• What is being asked: Without leaving out a single line, restate the entries below exactly.

(Saved data entries)
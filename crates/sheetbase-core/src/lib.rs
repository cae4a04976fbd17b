//! Core types and traits for SheetBase grid storage backends.
//!
//! This crate provides the `GridStore` trait and the primitive cell model,
//! enabling pluggable grid implementations in separate crates.

pub mod cell;
pub mod storage;

// Re-export key types at crate root for convenience
pub use cell::CellValue;
pub use storage::{check_delete_range, check_spreadsheet_id, GridRange, GridStore, StorageError, PLACEHOLDER_SPREADSHEET_ID};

• Your response:
filename crates/sheetbase-core/src/lib.rs
repository cae4a04976fbd17b
//! Core types and traits for SheetBase grid storage backends.
//!
//! This crate provides the `GridStore` trait and the primitive cell model,
//! enabling pluggable grid implementations in separate crates.

pub mod cell;
pub mod storage;

// Re-export key types at crate root for convenience
pub use cell::CellValue;
pub use storage::{check_delete_range, check_spreadsheet_id, GridRange, GridStore, StorageError, PLACEHOLDER_SPREADSHEET_ID};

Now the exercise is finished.